3. GABAergic action without BZD receptor
Studies describe GABA potentiation by Selank in neuronal cultures — without binding to the benzodiazepine site of the GABA-A receptor. This is proposed as the explanation for anxiolytic effect without sedation, dependence and cognitive impairment typical of BZDs.
4. Monoaminergic modulation and antidepressant component
Sarkisova et al. (2008) document antidepressant effect in genetic depression model (WAG/Rij rats) and situationally induced model (BALB/c mice).

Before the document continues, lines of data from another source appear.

use super::{resolve_reference, MangaProvider};
use crate::chapters::{self, GapFillPolicy};
use crate::config::Config;
use crate::error::FetchError;
use crate::extraction::{ExtractionPipeline, PipelineOptions};
use crate::helpers::{
    absolute_url, clean_manga_title, clean_text, normalize_release_date, path_after_base,
    trim_number,
};
use crate::http_client::{EnhancedHttpClient, HttpClientConfig};
use crate::logging::RequestLog;
use crate::models::{
    ChapterRecord, ListingCandidate, MangaDetails, PageRecord, Pagination, ProviderKind,
    SearchResults,
};
use once_cell::sync::Lazy;
use regex::Regex;
use scraper::{ElementRef, Html, Selector};
use std::collections::HashSet;

pub const DEFAULT_BASE_URL: &str = "https://asuracomic.net";
pub const DEFAULT_THRESHOLD: f64 = 0.4;

static CHAPTER_HREF_RE: Lazy<Regex> =
    Lazy::new(|| Regex::new(r"chapter/(\d+(?:\.\d+)?)").expect("asura chapter regex"));
static CDN_RE: Lazy<Regex> = Lazy::new(|| {
    Regex::new(r#"https?://gg\.asuracomic\.net/storage/media/[^"'\s\\<>]+?\.(?:jpe?g|png|webp|avif)"#)
        .expect("asura cdn regex")
});

static SERIES_LINK: Lazy<Selector> = Lazy::new(|| sel("a[href*='series/']"));
static CARD_TITLE: Lazy<Selector> = Lazy::new(|| sel("span.font-bold, span.block"));
static IMG: Lazy<Selector> = Lazy::new(|| sel("img"));
static PAGE_LINK: Lazy<Selector> = Lazy::new(|| sel("a[href*='page=']"));
static DETAIL_TITLE: Lazy<Selector> = Lazy::new(|| sel("span.text-xl.font-bold, h1"));
static OG_TITLE: Lazy<Selector> = Lazy::new(|| sel("meta[property='og:title']"));
static OG_IMAGE: Lazy<Selector> = Lazy::new(|| sel("meta[property='og:image']"));
static DESCRIPTION: Lazy<Selector> = Lazy::new(|| sel("meta[name='description']"));
static GENRE: Lazy<Selector> = Lazy::new(|| sel("button.text-white, a[href*='genres=']"));
static CHAPTER_LINK: Lazy<Selector> = Lazy::new(|| sel("a[href*='chapter/']"));
static H3: Lazy<Selector> = Lazy::new(|| sel("h3"));

fn sel(css: &str) -> Selector {
    Selector::parse(css).expect("asura selector")
}

/// Asura Scans - Next.js site with HTML-rendered data
pub struct AsuraScans {
    base_url: String,
    threshold: f64,
    gap_policy: GapFillPolicy,
    http: EnhancedHttpClient,
    pipeline: ExtractionPipeline,
}

impl AsuraScans {
    pub fn new(
        base_url: &str,
        threshold: f64,
        gap_policy: GapFillPolicy,
        http_config: HttpClientConfig,
    ) -> Result<Self, reqwest::Error> {
        let base_url = base_url.trim_end_matches('/').to_string();
        let http = EnhancedHttpClient::with_config(http_config.with_header("Referer", &base_url))?;
        Ok(Self {
            base_url,
            threshold,
            gap_policy,
            http,
            pipeline: ExtractionPipeline::standard(pipeline_options()),
        })
    }

    pub fn from_config(config: &Config) -> Result<Self, reqwest::Error> {
        let kind = ProviderKind::AsuraScans;
        Self::new(
            &config.base_url_for(kind, DEFAULT_BASE_URL),
            config.threshold_for(kind, Some(DEFAULT_THRESHOLD)),
            config.chapters.clone(),
            config.http.client_config(),
        )
    }
}

fn pipeline_options() -> PipelineOptions {
    PipelineOptions {
        cdn_pattern: Some(CDN_RE.clone()),
        image_selector: None,
    }
}

#[async_trait::async_trait]
impl MangaProvider for AsuraScans {
    fn id(&self) -> &str {
        ProviderKind::AsuraScans.id()
    }

    fn name(&self) -> &str {
        "Asura Scans"
    }

    fn base_url(&self) -> &str {
        &self.base_url
    }

    fn match_threshold(&self) -> f64 {
        self.threshold
    }

    async fn search(
        &self,
        title: &str,
        page: Option<u32>,
        log: &RequestLog,
    ) -> Result<SearchResults, FetchError> {
        let page = page.unwrap_or(1).max(1);
        let url = format!(
            "{}/series?page={}&name={}",
            self.base_url,
            page,
            urlencoding::encode(title.trim())
        );
        log.debug(format!("AsuraScans: searching {}", url));
        let html = self.http.get_text(&url).await?;
        let results = parse_search(&html, &self.base_url, page);
        log.debug(format!("AsuraScans: {} results on page {}", results.results.len(), page));
        Ok(results)
    }

    async fn get_manga_info(&self, id: &str, log: &RequestLog) -> Result<MangaDetails, FetchError> {
        let url = resolve_reference(&self.base_url, "series", id)?;
        let slug = path_after_base(&url, &format!("{}/series", self.base_url))
            .filter(|s| !s.is_empty())
            .ok_or_else(|| FetchError::InvalidReference(id.to_string()))?;
        let html = self.http.get_text(&url).await?;
        let mut details = parse_details(&html, &self.base_url, &slug);
        log.debug(format!("AsuraScans: {} chapters listed for {}", details.chapters.len(), slug));

        // The rendered list is regularly cut short
        let series_base = format!("{}/series", self.base_url);
        details.chapters = chapters::fill_gaps(
            std::mem::take(&mut details.chapters),
            None,
            &self.gap_policy,
            |u| path_after_base(u, &series_base).unwrap_or_else(|| u.to_string()),
        );
        Ok(details)
    }

    async fn fetch_chapter_pages(
        &self,
        chapter_ref: &str,
        log: &RequestLog,
    ) -> Result<Vec<PageRecord>, FetchError> {
        let url = resolve_reference(&self.base_url, "series", chapter_ref)?;
        let html = self.http.get_text(&url).await?;
        let extraction = self.pipeline.extract(&url, &html);
        log.debug(format!(
            "AsuraScans: {} pages via {:?}",
            extraction.pages.len(),
            extraction.strategy
        ));
        Ok(extraction.pages)
    }
}

/// Parse a `/series?name=` result page.
pub fn parse_search(html: &str, base_url: &str, page: u32) -> SearchResults {
    let document = Html::parse_document(html);

    let mut results = Vec::new();
    let mut seen = HashSet::new();

    for element in document.select(&SERIES_LINK) {
        let Some(href) = element.value().attr("href") else {
            continue;
        };
        if href.contains("/chapter/") {
            continue;
        }
        let Some(slug) = href
            .split("series/")
            .nth(1)
            .map(|s| s.trim_matches('/').to_string())
            .filter(|s| !s.is_empty() && !s.contains('/') && !s.contains('?'))
        else {
            continue;
        };
        if !seen.insert(slug.clone()) {
            continue;
        }

        let raw_title = element
            .select(&CARD_TITLE)
            .next()
            .map(|t| t.text().collect::<String>())
            .unwrap_or_else(|| element.text().collect::<String>());
        let Some(title) = clean_manga_title(&raw_title) else {
            continue;
        };

        let mut candidate = ListingCandidate::new(slug, title);
        candidate.image = element
            .select(&IMG)
            .next()
            .and_then(|img| img.value().attr("src"))
            .map(|src| absolute_url(base_url, src));
        results.push(candidate);
    }

    let next_marker = format!("page={}", page + 1);
    let has_next_page = document
        .select(&PAGE_LINK)
        .filter_map(|a| a.value().attr("href"))
        .any(|h| h.contains(&next_marker));

    SearchResults {
        results,
        pagination: Some(Pagination {
            current_page: page,
            has_next_page,
        }),
    }
}

/// Parse a `/series/<slug>` page. Chapter ids are `<slug>/chapter/<n>`.
pub fn parse_details(html: &str, base_url: &str, slug: &str) -> MangaDetails {
    let document = Html::parse_document(html);

    let title = document
        .select(&DETAIL_TITLE)
        .next()
        .map(|e| clean_text(&e.text().collect::<String>()))
        .filter(|t| !t.is_empty())
        .or_else(|| meta_content(&document, &OG_TITLE))
        .unwrap_or_else(|| slug.to_string());

    let genres: Vec<String> = document
        .select(&GENRE)
        .map(|e| clean_text(&e.text().collect::<String>()))
        .filter(|g| !g.is_empty())
        .collect();

    let mut chapter_list = Vec::new();
    for element in document.select(&CHAPTER_LINK) {
        let Some(href) = element.value().attr("href") else {
            continue;
        };
        let Some(number) = CHAPTER_HREF_RE
            .captures(href)
            .and_then(|c| c.get(1))
            .map(|m| trim_number(m.as_str()))
        else {
            continue;
        };
        chapter_list.push(chapter_from_link(element, base_url, slug, &number));
    }

    MangaDetails {
        id: slug.to_string(),
        title,
        alternate_titles: Vec::new(),
        description: meta_content(&document, &DESCRIPTION),
        image: meta_content(&document, &OG_IMAGE),
        genres,
        authors: Vec::new(),
        status: None,
        chapters: chapters::finalize(chapter_list),
    }
}

fn chapter_from_link(
    element: ElementRef<'_>,
    base_url: &str,
    slug: &str,
    number: &str,
) -> ChapterRecord {
    let headings: Vec<String> = element
        .select(&H3)
        .map(|h| clean_text(&h.text().collect::<String>()))
        .filter(|t| !t.is_empty())
        .collect();
    let title = headings
        .first()
        .cloned()
        .unwrap_or_else(|| format!("Chapter {}", number));
    let date = if headings.len() > 1 {
        normalize_release_date(&headings[headings.len() - 1])
    } else {
        "Unknown".to_string()
    };
    let id = format!("{}/chapter/{}", slug, number);
    ChapterRecord {
        url: format!("{}/series/{}", base_url, id),
        id,
        title,
        number: number.to_string(),
        date,
        generated: None,
    }
}

fn meta_content(document: &Html, selector: &Selector) -> Option<String> {
    document
        .select(selector)
        .next()
        .and_then(|m| m.value().attr("content"))
        .map(|s| s.trim().to_string())
        .filter(|s| !s.is_empty())
}

#[cfg(test)]
mod tests {
    use super::*;

    const SEARCH_HTML: &str = r#"
        <div class="grid">
          <a href="series/solo-leveling-7f873ca6">
            <img src="https://gg.asuracomic.net/storage/media/1/cover.webp">
            <span class="block font-bold">Solo Leveling</span>
            <span>Chapter 200</span>
          </a>
          <a href="series/omniscient-reader-aa11">
            <span class="block font-bold">Omniscient Reader</span>
          </a>
          <a href="series/solo-leveling-7f873ca6/chapter/200">Chapter 200</a>
        </div>
        <a href="/series?page=2&name=solo">Next</a>
    "#;

    const DETAILS_HTML: &str = r#"
        <html><head>
          <meta property="og:image" content="https://gg.asuracomic.net/storage/media/1/cover.webp">
          <meta name="description" content="A weak hunter rises.">
        </head><body>
          <span class="text-xl font-bold">Solo Leveling</span>
          <button class="text-white">Action</button>
          <a href="solo-leveling-7f873ca6/chapter/3"><h3>Chapter 3</h3><h3>January 5th 2024</h3></a>
          <a href="solo-leveling-7f873ca6/chapter/2"><h3>Chapter 2</h3><h3>January 1st 2024</h3></a>
          <a href="solo-leveling-7f873ca6/chapter/1"><h3>Chapter 1</h3></a>
          <a href="solo-leveling-7f873ca6/chapter/3"><h3>Chapter 3</h3></a>
        </body></html>
    "#;

    #[test]
    fn test_parse_search() {
        let results = parse_search(SEARCH_HTML, DEFAULT_BASE_URL, 1);
        assert_eq!(results.results.len(), 2);
        assert_eq!(results.results[0].id, "solo-leveling-7f873ca6");
        assert_eq!(results.results[0].title, "Solo Leveling");
        assert!(results.results[0].image.is_some());
        assert!(results.pagination.unwrap().has_next_page);
    }

    #[test]
    fn test_parse_details_chapters() {
        let details = parse_details(DETAILS_HTML, DEFAULT_BASE_URL, "solo-leveling-7f873ca6");
        assert_eq!(details.title, "Solo Leveling");
        assert_eq!(details.genres, vec!["Action"]);
        assert_eq!(details.chapters.len(), 3);
        assert_eq!(details.chapters[0].id, "solo-leveling-7f873ca6/chapter/3");
        assert_eq!(
            details.chapters[0].url,
            "https://asuracomic.net/series/solo-leveling-7f873ca6/chapter/3"
        );
        assert_eq!(details.chapters[0].date, "2024-01-05");
        assert_eq!(details.chapters[2].date, "Unknown");
    }

    #[test]
    fn test_cdn_strategy_picks_storage_images() {
        let pipeline = ExtractionPipeline::standard(pipeline_options());
        let html = r#"<script>self.__next_f.push([1,"https://gg.asuracomic.net/storage/media/9/01.webp https://gg.asuracomic.net/storage/media/9/02.webp"])</script>"#;
        let extraction = pipeline.extract("https://asuracomic.net/series/x/chapter/1", html);
        assert_eq!(extraction.strategy, Some("cdn_pattern"));
        assert_eq!(extraction.pages.len(), 2);
    }
}
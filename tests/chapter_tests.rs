use rust_manga_mapper::chapters::{fill_gaps, finalize, GapFillPolicy};
use rust_manga_mapper::models::ChapterRecord;

fn chapter(n: &str) -> ChapterRecord {
    let url = format!("https://site.test/series/example/chapter-{}", n);
    ChapterRecord {
        id: format!("example/chapter-{}", n),
        title: format!("Chapter {}", n),
        number: n.to_string(),
        url,
        date: "2024-05-01".to_string(),
        generated: None,
    }
}

fn id_from_url(url: &str) -> String {
    url.trim_start_matches("https://site.test/series/").to_string()
}

#[test]
fn test_missing_chapters_are_synthesized() {
    let list = vec![chapter("1"), chapter("2"), chapter("5")];
    let filled = fill_gaps(list, Some(5.0), &GapFillPolicy::default(), id_from_url);

    let numbers: Vec<&str> = filled.iter().map(|c| c.number.as_str()).collect();
    assert_eq!(numbers, vec!["5", "4", "3", "2", "1"]);

    let generated: Vec<&ChapterRecord> = filled.iter().filter(|c| c.is_generated()).collect();
    assert_eq!(generated.len(), 2);
    for c in generated {
        assert_eq!(c.date, "Unknown");
        assert_eq!(c.url, format!("https://site.test/series/example/chapter-{}", c.number));
        assert_eq!(c.id, format!("example/chapter-{}", c.number));
    }
}

#[test]
fn test_complete_list_is_untouched() {
    let list: Vec<ChapterRecord> = ["1", "2", "3", "4", "5"].iter().map(|n| chapter(n)).collect();
    let filled = fill_gaps(list, Some(5.0), &GapFillPolicy::default(), id_from_url);
    assert_eq!(filled.len(), 5);
    assert!(filled.iter().all(|c| !c.is_generated()));
}

#[test]
fn test_observed_latest_extends_the_range() {
    let list = vec![chapter("1"), chapter("2")];
    let filled = fill_gaps(list, Some(4.0), &GapFillPolicy::default(), id_from_url);
    assert_eq!(filled.first().map(|c| c.number.as_str()), Some("4"));
    assert_eq!(filled.len(), 4);
}

#[test]
fn test_disabled_policy_only_normalizes() {
    let list = vec![chapter("1"), chapter("5"), chapter("5")];
    let filled = fill_gaps(list, Some(5.0), &GapFillPolicy::disabled(), id_from_url);
    let numbers: Vec<&str> = filled.iter().map(|c| c.number.as_str()).collect();
    assert_eq!(numbers, vec!["5", "1"]);
}

#[test]
fn test_coverage_threshold() {
    let policy = GapFillPolicy {
        min_coverage: 0.5,
        ..GapFillPolicy::default()
    };
    // 3 of 5 present clears a 50% bar
    let list = vec![chapter("1"), chapter("2"), chapter("5")];
    let filled = fill_gaps(list, None, &policy, id_from_url);
    assert_eq!(filled.len(), 3);
}

#[test]
fn test_fractional_chapters_survive() {
    let list = vec![chapter("1"), chapter("2.5"), chapter("2"), chapter("3")];
    let filled = finalize(list);
    let numbers: Vec<&str> = filled.iter().map(|c| c.number.as_str()).collect();
    assert_eq!(numbers, vec!["3", "2.5", "2", "1"]);
}

#[test]
fn test_huge_chapter_number_does_not_explode() {
    let list = vec![chapter("1"), chapter("3000000")];
    let filled = fill_gaps(list, None, &GapFillPolicy::default(), id_from_url);
    assert_eq!(filled.len(), 2);
    assert!(filled.iter().all(|c| !c.is_generated()));
}

#[test]
fn test_generation_limit_from_config() {
    let config = rust_manga_mapper::Config::from_toml_str("[chapters]\nmax_generated = 2\n").unwrap();
    assert_eq!(config.chapters.max_generated, 2);

    // Three missing (2, 3, 4) is over the limit
    let filled = fill_gaps(vec![chapter("1"), chapter("5")], None, &config.chapters, id_from_url);
    assert_eq!(filled.len(), 2);

    // Two missing (2, 3) fits
    let filled = fill_gaps(vec![chapter("1"), chapter("4")], None, &config.chapters, id_from_url);
    assert_eq!(filled.len(), 4);
}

The mechanism involves activation of monoaminergic systems (dopamine, serotonin) and modulation of tyrosine hydroxylase activity.
- •Heptapeptide tuftsin analogue with added Pro-Gly-Pro.
- •Anxiolytic action without sedation and without effect on benzodiazepine site.
- •Modulates BDNF, dopaminergic and serotonergic systems.
- •Completed phase III clinical trial in Russia for generalized anxiety disorder.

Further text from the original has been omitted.